You’d think owning a private hospital would be a licence to print money. There are certainly a number of favourable underlying drivers for private hospital operators in Australia — not least the ageing population — resulting in increasing service volumes per person.
Extended lifespans and improving medical treatments ensure more services are demanded by each person now and in the longer term.
And while much is made of the pressure on private health insurance and possible reforms to healthcare, the bottom line seems to be that fiscal constraints on governments limit their ability to meet increasing healthcare needs through the public system. So despite the inevitable fits and starts, the long-term prospects for HSO and other private hospital operators such as Ramsay Healthcare and Sonic Healthcare offer organic growth rates above GDP.
Of course, those fits and starts can have significant implications for share prices in the interim.
Witness the near 30 per cent share price decline in Healthscope, in just a few days last September, when the company announced a soft September quarter of volumes, forcing investors to reappraise previous estimates of 10 per cent annual EBITA growth.
What’s more, slowing volume growth in hospitals, as illustrated in the quarterly APRA data and monthly Medical Benefits Schedule statistics is the result of a number of factors.
First, there has been a slowing in the growth of the number of people opting for private health insurance thanks to premium increases of 5-8 per cent a year. Private health insurance is the primary base of people from which private hospitals services (separations) are demanded.
Second, our private health insurance system is based on what is known as the Community Rating System, which seeks to provide affordable insurance for anyone, irrespective of age. But young people have worked out they aren’t getting value for money when subsidising the premiums of older members and are opting out. This puts pressure on insurers through high claims growth rates.
Private hospitals are also casualties in the trend that sees public hospitals being ordered by their respective state governments to put pressure on patients to claim on their private health insurance for services. State governments are in effect enhancing their federal government MBS revenues at the expense of private health insurers and directly competing with private hospitals for private hospital patients. This is despite private health insured patients receiving the same service as any other public patient.
This adds to the claims cost base of the private health insurance sector — such as Medibank Private and Australian Unity — which needs to be recouped as higher premiums, rendering private cover less affordable and resulting in higher churn.
On top of that, we have been told public hospitals — and doctors in public hospitals — are being directed to meet a targeted percentage of patients (we have heard as high as 25 per cent) admitted on a private basis. If this is true, it is taking patients out of private hospitals to enhance state government revenue. At its worst it’s reminiscent of the favoured treatment of first-class passengers on the Titanic — the social cost is enormous, with public patients pushed further down waiting lists.

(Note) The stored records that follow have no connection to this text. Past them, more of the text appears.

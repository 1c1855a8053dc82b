//! Server-sent event streams of live collection snapshots.
//!
//! Each snapshot is the whole collection, so a client that falls behind only
//! needs the newest one: the listener overwrites a single watch slot instead
//! of queueing.

use std::convert::Infallible;
use std::time::Duration;

use axum::{
    extract::{Path, State},
    response::sse::{Event, KeepAlive, Sse},
};
use serde::Serialize;
use tokio::sync::watch;
use tokio_stream::{wrappers::WatchStream, Stream, StreamExt as _};

use super::session_for;
use crate::data::SubscriptionHandle;
use crate::errors::AppError;
use crate::models::{Note, Todo};
use crate::AppState;

/// GET /api/users/{uid}/notes/watch - One `notes` event per snapshot.
pub async fn watch_notes(
    State(state): State<AppState>,
    Path(uid): Path<String>,
) -> Result<Sse<impl Stream<Item = Result<Event, Infallible>>>, AppError> {
    let ctx = session_for(uid)?;
    let (publish, rx) = latest_snapshot::<Note>();
    let handle = state.data.subscribe_notes_for(ctx, publish);

    Ok(sse_response("notes", rx, handle))
}

/// GET /api/users/{uid}/todos/watch - One `todos` event per snapshot.
pub async fn watch_todos(
    State(state): State<AppState>,
    Path(uid): Path<String>,
) -> Result<Sse<impl Stream<Item = Result<Event, Infallible>>>, AppError> {
    let ctx = session_for(uid)?;
    let (publish, rx) = latest_snapshot::<Todo>();
    let handle = state.data.subscribe_todos_for(ctx, publish);

    Ok(sse_response("todos", rx, handle))
}

type SnapshotSlot<T> = watch::Receiver<Option<Vec<T>>>;

/// A subscription callback that keeps only the most recent snapshot.
fn latest_snapshot<T>() -> (impl Fn(Vec<T>) + Send + Sync + 'static, SnapshotSlot<T>)
where
    T: Send + Sync + 'static,
{
    let (tx, rx) = watch::channel(None);
    let publish = move |snapshot: Vec<T>| {
        tx.send_replace(Some(snapshot));
    };
    (publish, rx)
}

/// Snapshots as they become current; intermediate ones a slow reader missed
/// are skipped.
fn snapshots<T>(rx: SnapshotSlot<T>) -> impl Stream<Item = Vec<T>>
where
    T: Clone + Send + Sync + 'static,
{
    WatchStream::new(rx).filter_map(|slot| slot)
}

/// The stream owns the subscription, so the listener stops when the client
/// disconnects and axum drops the stream.
fn sse_response<T>(
    event_type: &'static str,
    rx: SnapshotSlot<T>,
    handle: SubscriptionHandle,
) -> Sse<impl Stream<Item = Result<Event, Infallible>>>
where
    T: Serialize + Clone + Send + Sync + 'static,
{
    let stream = snapshots(rx).filter_map(move |snapshot| {
        let _subscription = &handle;
        match serde_json::to_string(&snapshot) {
            Ok(json) => Some(Ok(Event::default().event(event_type).data(json))),
            Err(e) => {
                tracing::warn!(event_type, "Failed to encode snapshot: {}", e);
                None
            }
        }
    });

    Sse::new(stream).keep_alive(
        KeepAlive::new()
            .interval(Duration::from_secs(15))
            .text("keepalive"),
    )
}

#[cfg(test)]
mod tests {
    use tokio_stream::StreamExt;

    use super::*;
    use crate::data::test_support::{data_access, session};

    #[tokio::test]
    async fn test_stalled_reader_holds_only_latest_snapshot() {
        let (data, _dir) = data_access().await;
        let ctx = session("u1");

        let (publish, mut rx) = latest_snapshot::<Note>();
        let _handle = data.subscribe_notes_for(ctx.clone(), publish);

        for i in 0..50 {
            data.create_note(&ctx, &format!("note {}", i), "")
                .await
                .unwrap();
        }
        // Let the listener catch up with every write while nobody reads.
        while let Ok(changed) =
            tokio::time::timeout(Duration::from_millis(300), rx.changed()).await
        {
            changed.unwrap();
        }
        assert_eq!(rx.borrow().as_ref().map(Vec::len), Some(50));

        // Nothing queued behind the newest snapshot.
        let mut stream = Box::pin(snapshots(rx));
        let first = stream.next().await.unwrap();
        assert_eq!(first.len(), 50);
        let pending = tokio::time::timeout(Duration::from_millis(200), stream.next()).await;
        assert!(pending.is_err(), "stale snapshots were buffered");
    }

    #[tokio::test]
    async fn test_reader_sees_each_new_snapshot() {
        let (data, _dir) = data_access().await;
        let ctx = session("u1");

        let (publish, rx) = latest_snapshot::<Note>();
        let _handle = data.subscribe_notes_for(ctx.clone(), publish);
        let mut stream = Box::pin(snapshots(rx));

        let initial = tokio::time::timeout(Duration::from_secs(5), stream.next())
            .await
            .unwrap()
            .unwrap();
        assert!(initial.is_empty());

        data.create_note(&ctx, "live", "").await.unwrap();
        let next = tokio::time::timeout(Duration::from_secs(5), stream.next())
            .await
            .unwrap()
            .unwrap();
        assert_eq!(next.len(), 1);
        assert_eq!(next[0].title, "live");
    }
}
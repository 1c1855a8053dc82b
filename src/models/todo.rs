//! Todo and subtask models.

use chrono::{DateTime, Utc};
use serde::{Deserialize, Serialize};

/// A checklist owned by one user.
#[derive(Debug, Clone, PartialEq, Serialize, Deserialize)]
#[serde(rename_all = "camelCase")]
pub struct Todo {
    pub id: String,
    pub title: String,
    #[serde(default)]
    pub subtasks: Vec<Subtask>,
    #[serde(default)]
    pub tags: Vec<String>,
    #[serde(with = "super::timestamp")]
    pub created_at: DateTime<Utc>,
    #[serde(with = "super::timestamp")]
    pub updated_at: DateTime<Utc>,
    #[serde(default)]
    pub is_pinned: bool,
}

impl Todo {
    pub fn subtask(&self, subtask_id: &str) -> Option<&Subtask> {
        self.subtasks.iter().find(|s| s.id == subtask_id)
    }

    pub fn subtask_mut(&mut self, subtask_id: &str) -> Option<&mut Subtask> {
        self.subtasks.iter_mut().find(|s| s.id == subtask_id)
    }
}

/// A single checklist line.
///
/// Identity is the generated `id`, never the position in the list. A
/// subtask without one does not deserialize.
#[derive(Debug, Clone, PartialEq, Serialize, Deserialize)]
#[serde(rename_all = "camelCase")]
pub struct Subtask {
    pub id: String,
    pub text: String,
    #[serde(default)]
    pub completed: bool,
    /// `None` until the subtask is first completed
    #[serde(default, with = "super::timestamp::option")]
    pub completed_at: Option<DateTime<Utc>>,
    #[serde(with = "super::timestamp")]
    pub created_at: DateTime<Utc>,
    #[serde(with = "super::timestamp")]
    pub updated_at: DateTime<Utc>,
}

impl Subtask {
    pub fn new(text: impl Into<String>, now: DateTime<Utc>) -> Self {
        Self {
            id: new_subtask_id(),
            text: text.into(),
            completed: false,
            completed_at: None,
            created_at: now,
            updated_at: now,
        }
    }
}

fn new_subtask_id() -> String {
    uuid::Uuid::new_v4().to_string()
}

/// Request body for creating a new todo.
#[derive(Debug, Clone, Default, Deserialize)]
#[serde(rename_all = "camelCase")]
pub struct CreateTodoRequest {
    #[serde(default)]
    pub title: String,
    /// Text of the single subtask the todo starts with
    #[serde(default)]
    pub subtask: String,
}

/// Request body for updating an existing todo.
///
/// `subtasks` replaces the whole list. The update timestamp is left alone.
#[derive(Debug, Clone, Default, Deserialize)]
#[serde(rename_all = "camelCase")]
pub struct UpdateTodoRequest {
    #[serde(default)]
    pub title: Option<String>,
    #[serde(default)]
    pub subtasks: Option<Vec<Subtask>>,
    #[serde(default)]
    pub tags: Option<Vec<String>>,
    #[serde(default)]
    pub is_pinned: Option<bool>,
}

impl From<&Todo> for UpdateTodoRequest {
    fn from(todo: &Todo) -> Self {
        Self {
            title: Some(todo.title.clone()),
            subtasks: Some(todo.subtasks.clone()),
            tags: Some(todo.tags.clone()),
            is_pinned: Some(todo.is_pinned),
        }
    }
}

/// Request body for appending a subtask.
#[derive(Debug, Clone, Default, Deserialize)]
#[serde(rename_all = "camelCase")]
pub struct AddSubtaskRequest {
    #[serde(default)]
    pub text: String,
}

/// Request body for editing one subtask.
#[derive(Debug, Clone, Default, Deserialize)]
#[serde(rename_all = "camelCase")]
pub struct UpdateSubtaskRequest {
    #[serde(default)]
    pub text: Option<String>,
    #[serde(default)]
    pub completed: Option<bool>,
}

The question is how this all plays out for investors in healthcare stocks, which have been strong performers for a long time.

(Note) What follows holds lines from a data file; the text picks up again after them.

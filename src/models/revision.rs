//! Store revision model.

use serde::{Deserialize, Serialize};

/// Revision information for change detection.
#[derive(Debug, Clone, Serialize, Deserialize)]
#[serde(rename_all = "camelCase")]
pub struct RevisionInfo {
    pub revision_id: i64,
    pub generated_at: String,
}
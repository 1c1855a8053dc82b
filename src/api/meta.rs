//! Store revision and build information endpoints.

use axum::extract::State;
use serde::Serialize;

use super::{success, ApiResult};
use crate::errors::AppErrorWithRevision;
use crate::models::RevisionInfo;
use crate::update_check::UpdateStatus;
use crate::AppState;

/// Payload of `GET /api/about`.
#[derive(Debug, Serialize)]
#[serde(rename_all = "camelCase")]
pub struct AboutInfo {
    pub version: String,
    pub update: UpdateStatus,
}

/// GET /api/revision - Get the current revision info.
pub async fn get_revision(State(state): State<AppState>) -> ApiResult<RevisionInfo> {
    let revision_info = state
        .data
        .store()
        .revision()
        .await
        .map_err(|e| AppErrorWithRevision {
            error: e,
            revision_id: 0,
        })?;

    let revision_id = revision_info.revision_id;
    success(revision_info, revision_id)
}

/// GET /api/about - Running version and whether a newer release exists.
pub async fn get_about(State(state): State<AppState>) -> ApiResult<AboutInfo> {
    let update = state.updates.check().await;
    let revision_id = super::current_revision(&state).await;

    success(
        AboutInfo {
            version: state.updates.current_version().to_string(),
            update,
        },
        revision_id,
    )
}
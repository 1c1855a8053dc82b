//! Combined feed and profile endpoints.

use axum::{
    extract::{Path, State},
    Json,
};

use super::{respond, session_for, ApiResult};
use crate::errors::AppError;
use crate::models::{Item, UserProfile};
use crate::AppState;

/// GET /api/users/{uid}/items - Notes and todos, most recently updated first.
pub async fn list_items(
    State(state): State<AppState>,
    Path(uid): Path<String>,
) -> ApiResult<Vec<Item>> {
    let result = async {
        let ctx = session_for(uid)?;
        state.data.list_items(&ctx).await
    }
    .await;
    respond(&state, result).await
}

/// GET /api/users/{uid}/profile - Empty profile when none was stored.
pub async fn get_profile(
    State(state): State<AppState>,
    Path(uid): Path<String>,
) -> ApiResult<UserProfile> {
    let result = async {
        let ctx = session_for(uid)?;
        Ok::<_, AppError>(state.data.get_profile(&ctx).await?.unwrap_or_default())
    }
    .await;
    respond(&state, result).await
}

/// PUT /api/users/{uid}/profile
pub async fn put_profile(
    State(state): State<AppState>,
    Path(uid): Path<String>,
    Json(profile): Json<UserProfile>,
) -> ApiResult<UserProfile> {
    let result = async {
        let ctx = session_for(uid)?;
        state.data.save_profile(&ctx, &profile).await?;
        Ok::<_, AppError>(profile)
    }
    .await;
    respond(&state, result).await
}
//! Fixed-width RFC 3339 timestamps.
//!
//! Always microsecond precision with a `Z` suffix, so the lexical order of the
//! serialized form equals chronological order. The document store relies on
//! this when ordering by a timestamp field.

use chrono::{DateTime, SecondsFormat, Utc};
use serde::{Deserialize, Deserializer, Serializer};

/// Render a timestamp in the canonical stored form.
pub fn format(value: &DateTime<Utc>) -> String {
    value.to_rfc3339_opts(SecondsFormat::Micros, true)
}

/// Parse any RFC 3339 timestamp into UTC.
pub fn parse(value: &str) -> Result<DateTime<Utc>, chrono::ParseError> {
    DateTime::parse_from_rfc3339(value).map(|d| d.with_timezone(&Utc))
}

pub fn serialize<S>(value: &DateTime<Utc>, serializer: S) -> Result<S::Ok, S::Error>
where
    S: Serializer,
{
    serializer.serialize_str(&format(value))
}

pub fn deserialize<'de, D>(deserializer: D) -> Result<DateTime<Utc>, D::Error>
where
    D: Deserializer<'de>,
{
    let raw = String::deserialize(deserializer)?;
    parse(&raw).map_err(serde::de::Error::custom)
}

/// Same encoding for optional timestamps; `None` is stored as `null`.
pub mod option {
    use chrono::{DateTime, Utc};
    use serde::{Deserialize, Deserializer, Serializer};

    pub fn serialize<S>(value: &Option<DateTime<Utc>>, serializer: S) -> Result<S::Ok, S::Error>
    where
        S: Serializer,
    {
        match value {
            Some(v) => serializer.serialize_some(&super::format(v)),
            None => serializer.serialize_none(),
        }
    }

    pub fn deserialize<'de, D>(deserializer: D) -> Result<Option<DateTime<Utc>>, D::Error>
    where
        D: Deserializer<'de>,
    {
        Option::<String>::deserialize(deserializer)?
            .map(|raw| super::parse(&raw).map_err(serde::de::Error::custom))
            .transpose()
    }
}
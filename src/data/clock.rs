//! Monotonic timestamp source.

use std::sync::atomic::{AtomicI64, Ordering};

use chrono::{DateTime, Utc};

/// Wall clock that never repeats or goes backwards within a process.
///
/// Each call returns a value at least one microsecond after the previous one,
/// so touching an entity always moves it strictly ahead of earlier writes.
#[derive(Debug, Default)]
pub struct Clock {
    last_micros: AtomicI64,
}

impl Clock {
    pub fn new() -> Self {
        Self::default()
    }

    pub fn now(&self) -> DateTime<Utc> {
        let wall = Utc::now().timestamp_micros();
        let mut prev = self.last_micros.load(Ordering::Relaxed);
        loop {
            let next = wall.max(prev + 1);
            match self.last_micros.compare_exchange_weak(
                prev,
                next,
                Ordering::AcqRel,
                Ordering::Relaxed,
            ) {
                Ok(_) => return DateTime::from_timestamp_micros(next).unwrap_or_else(Utc::now),
                Err(actual) => prev = actual,
            }
        }
    }
}

#[cfg(test)]
mod tests {
    use super::*;

    #[test]
    fn test_strictly_increasing() {
        let clock = Clock::new();
        let mut prev = clock.now();
        for _ in 0..1000 {
            let next = clock.now();
            assert!(next > prev);
            prev = next;
        }
    }
}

Perhaps as a direct result of the above pressures, Healthscope’s profit margins were disappointing in the last couple of results. This was also due to softer volume growth overall and a slower than expected commissioning of two new large facilities and the decommissioning of older facilities.

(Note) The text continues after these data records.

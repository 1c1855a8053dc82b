//! Database module for SQLite persistence.
//!
//! SQLite backs the hierarchical document store. Every document lives in one
//! row keyed by its collection path and identifier, with the body kept as JSON.

mod document_store;
mod path;

pub use document_store::*;
pub use path::*;

use sqlx::sqlite::{SqliteConnectOptions, SqlitePool, SqlitePoolOptions};
use std::path::Path;
use std::str::FromStr;

/// Schema version written to the meta row.
pub const SCHEMA_VERSION: i64 = 1;

/// Initialize the database connection pool and run migrations.
pub async fn init_database(db_path: &Path) -> Result<SqlitePool, sqlx::Error> {
    // Ensure the parent directory exists
    if let Some(parent) = db_path.parent() {
        tokio::fs::create_dir_all(parent).await.ok();
    }

    let db_url = format!("sqlite:{}?mode=rwc", db_path.display());

    let options = SqliteConnectOptions::from_str(&db_url)?
        .create_if_missing(true)
        .journal_mode(sqlx::sqlite::SqliteJournalMode::Wal)
        .synchronous(sqlx::sqlite::SqliteSynchronous::Normal)
        .busy_timeout(std::time::Duration::from_secs(30));

    let pool = SqlitePoolOptions::new()
        .max_connections(5)
        .connect_with(options)
        .await?;

    run_migrations(&pool).await?;

    Ok(pool)
}

/// Run database migrations.
async fn run_migrations(pool: &SqlitePool) -> Result<(), sqlx::Error> {
    sqlx::query(
        r#"
        CREATE TABLE IF NOT EXISTS meta (
            id INTEGER PRIMARY KEY CHECK (id = 1),
            schema_version INTEGER NOT NULL DEFAULT 1,
            revision_id INTEGER NOT NULL DEFAULT 0,
            generated_at TEXT NOT NULL DEFAULT (datetime('now'))
        );
        "#,
    )
    .execute(pool)
    .await?;

    sqlx::query(
        "INSERT OR IGNORE INTO meta (id, schema_version, revision_id, generated_at) VALUES (1, ?, 0, datetime('now'))",
    )
    .bind(SCHEMA_VERSION)
    .execute(pool)
    .await?;

    sqlx::query(
        r#"
        CREATE TABLE IF NOT EXISTS documents (
            collection TEXT NOT NULL,
            id TEXT NOT NULL,
            data TEXT NOT NULL,
            created_at TEXT NOT NULL,
            updated_at TEXT NOT NULL,
            PRIMARY KEY (collection, id)
        );
        "#,
    )
    .execute(pool)
    .await?;

    sqlx::query("CREATE INDEX IF NOT EXISTS idx_documents_collection ON documents(collection)")
        .execute(pool)
        .await?;

    Ok(())
}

It will take a few years for demand to grow and fill the new facilities, particularly the Northern Beaches hospital which is due to open in 2019, and for the right mix of services to be provided. These are critical factors for Healthscope’s future profits and we are currently optimistic about the company’s prospects.
But the various Federal Government reviews and inquiries of the nation’s healthcare system creates some risk around margins and revenue for hospital operators. Of particular note is the potential for changes to prosthetics prices, and in turn, the rebates hospitals receive from manufacturers.
The current declining penetration of private health insurance must ultimately be resolved by the Federal Government, lest it wind up funding the ageing populations growing healthcare needs itself – something it cannot afford. In the nearer term we expect the Federal Government to act on the State Government’s double dipping on public hospital revenues.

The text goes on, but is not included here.